Histórias da Ditadura

Hoje na Imprensa

20
ago
2017

Notícia | Ao menos 1.250 sorocabanos foram alvos da ditadura

Viver em Sorocaba durante a ditadura militar (1964-1985) era estar sob constante vigilância. Uma reunião de bairro, uma missa, um culto, uma celebração entre amigos e, principalmente, encontros sindicais e políticos poderiam ser alvo de investigação do temido Dops (Departamento de Ordem Política e Social), o órgão de repressão do governo. Em Sorocaba, ao menos 1.250 pessoas foram monitoradas, fichadas, detidas para prestar depoimento ou presas.
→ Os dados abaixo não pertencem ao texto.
//! Error types for the auth gateway client.
//!
//! Errors fall into five classes:
//!
//! - Configuration errors (missing server/credentials, bad algorithm)
//! - Soft validation failures, which are NOT errors: validators return
//!   `Ok(None)` so that other validators can try the token
//! - Authentication failures (`Unauthorized`)
//! - Transient dependency failures (`Unreachable`, `Transport`, retriable
//!   statuses), surfaced only once the dispatcher has exhausted its retries
//! - Fatal dependency failures (`DependencyFailure`), surfaced immediately
//!
//! Messages returned to callers are generic. Details are logged server-side.

use serde::Serialize;
use thiserror::Error;

/// Reason reported when the auth server could not fulfil a request.
pub const REASON_SERVER_FAILURE: &str = "oauthServerFailure";

/// Reason reported when the user lookup timed out during validation.
pub const REASON_USER_API_TIMEOUT: &str = "userApiTimeout";

/// Structured dependency-failure payload.
///
/// This is what a host adapter serialises into the body of its
/// "failed dependency" response.
#[derive(Debug, Clone, PartialEq, Eq, Serialize)]
pub struct DependencyFailure {
    /// Machine-readable reason.
    pub reason: String,

    /// Human-readable message.
    pub message: String,

    /// Number of retries performed before giving up.
    #[serde(skip_serializing_if = "Option::is_none")]
    pub retries: Option<u32>,

    /// Last HTTP status returned by the auth server.
    #[serde(skip_serializing_if = "Option::is_none")]
    pub status: Option<u16>,

    /// Last (truncated) response body returned by the auth server.
    #[serde(skip_serializing_if = "Option::is_none")]
    pub text: Option<String>,
}

impl DependencyFailure {
    /// Retries were exhausted on a retriable status.
    #[must_use]
    pub fn retries_exhausted(retries: u32, status: u16, text: String) -> Self {
        Self {
            reason: REASON_SERVER_FAILURE.to_string(),
            message: "Failed to call oauth server".to_string(),
            retries: Some(retries),
            status: Some(status),
            text: Some(text),
        }
    }

    /// The auth server answered with a non-retriable server error.
    #[must_use]
    pub fn server_error(retries: u32, status: u16, text: String) -> Self {
        Self {
            reason: REASON_SERVER_FAILURE.to_string(),
            message: "Unhandled oauth server error".to_string(),
            retries: Some(retries),
            status: Some(status),
            text: Some(text),
        }
    }

    /// Something unexpected went wrong while handling a failed call.
    ///
    /// Carries no details; they are logged, not returned.
    #[must_use]
    pub fn unexpected() -> Self {
        Self {
            reason: REASON_SERVER_FAILURE.to_string(),
            message: "Failed to call oauth server".to_string(),
            retries: None,
            status: None,
            text: None,
        }
    }

    /// The user lookup performed during token validation timed out.
    #[must_use]
    pub fn user_api_timeout() -> Self {
        Self {
            reason: REASON_USER_API_TIMEOUT.to_string(),
            message: "Timeout authenticating with user api".to_string(),
            retries: None,
            status: None,
            text: None,
        }
    }
}

/// Auth gateway error type.
#[derive(Debug, Error)]
pub enum GatewayError {
    /// Missing or invalid configuration. Fatal to the auth feature only.
    #[error("Configuration error: {0}")]
    Configuration(String),

    /// An operation name that is not in the operation table.
    #[error("Unknown remote operation: {0}")]
    UnknownOperation(String),

    /// Authentication failed (expired token, rejected identity).
    #[error("Unauthorized: {0}")]
    Unauthorized(String),

    /// The auth server could not fulfil the request.
    #[error("Dependency failure: {}", .0.message)]
    DependencyFailure(DependencyFailure),

    /// The auth server did not answer in time during validation.
    #[error("Dependency timeout: {}", .0.message)]
    DependencyTimeout(DependencyFailure),

    /// The auth server declined the request with a non-retriable status.
    #[error("Auth server rejected request with status {status}")]
    Rejected {
        /// HTTP status returned.
        status: u16,
        /// Truncated response body.
        text: String,
    },

    /// The auth server could not be reached (connection refused, DNS, ...).
    #[error("Auth server unreachable: {0}")]
    Unreachable(String),

    /// The request timed out.
    #[error("Auth server request timed out")]
    Timeout,

    /// Any other transport-level failure.
    #[error("Transport error: {0}")]
    Transport(String),

    /// The request could not be built (e.g. parameters that cannot be
    /// encoded as a query string). Never retried.
    #[error("Invalid request: {0}")]
    InvalidRequest(String),

    /// The auth server answered 200 with a body that could not be decoded.
    #[error("Invalid response: {0}")]
    InvalidResponse(String),
}

impl GatewayError {
    /// HTTP status a host adapter should answer with for this error.
    #[must_use]
    pub fn status_code(&self) -> u16 {
        match self {
            GatewayError::Unauthorized(_) => 401,
            GatewayError::DependencyFailure(_) | GatewayError::DependencyTimeout(_) => 424,
            GatewayError::InvalidResponse(_) | GatewayError::Rejected { .. } => 502,
            GatewayError::Configuration(_)
            | GatewayError::Unreachable(_)
            | GatewayError::Timeout
            | GatewayError::Transport(_) => 503,
            GatewayError::UnknownOperation(_) | GatewayError::InvalidRequest(_) => 500,
        }
    }

    /// The structured failure payload, if this error carries one.
    #[must_use]
    pub fn dependency_failure(&self) -> Option<&DependencyFailure> {
        match self {
            GatewayError::DependencyFailure(failure) | GatewayError::DependencyTimeout(failure) => {
                Some(failure)
            }
            _ => None,
        }
    }
}

impl From<reqwest::Error> for GatewayError {
    fn from(err: reqwest::Error) -> Self {
        if err.is_builder() {
            GatewayError::InvalidRequest(err.to_string())
        } else if err.is_timeout() {
            GatewayError::Timeout
        } else if err.is_connect() {
            GatewayError::Unreachable(err.to_string())
        } else {
            GatewayError::Transport(err.to_string())
        }
    }
}

/// Result type alias using `GatewayError`.
pub type Result<T> = std::result::Result<T, GatewayError>;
Eram sindicalistas, políticos, religiosos, empresários, estudantes, professores, líderes comunitários, artistas e operários. Ser membro de uma associação, sindicato, agremiação ou diretório estudantil era um caminho certo para ser visto como suspeito, e ter a vida investigada pelo governo. Além de personalidades conhecidas da cidade, como Aldo Vannucchi, o ex-vereador Osvaldo Noce e a líder operária Salvadora Lopes, muitas pessoas anônimas entraram no radar do Dops, sem sequer suspeitar que eram vigiadas, citadas em documentos e tinham suas vidas vasculhadas pelos agentes da repressão.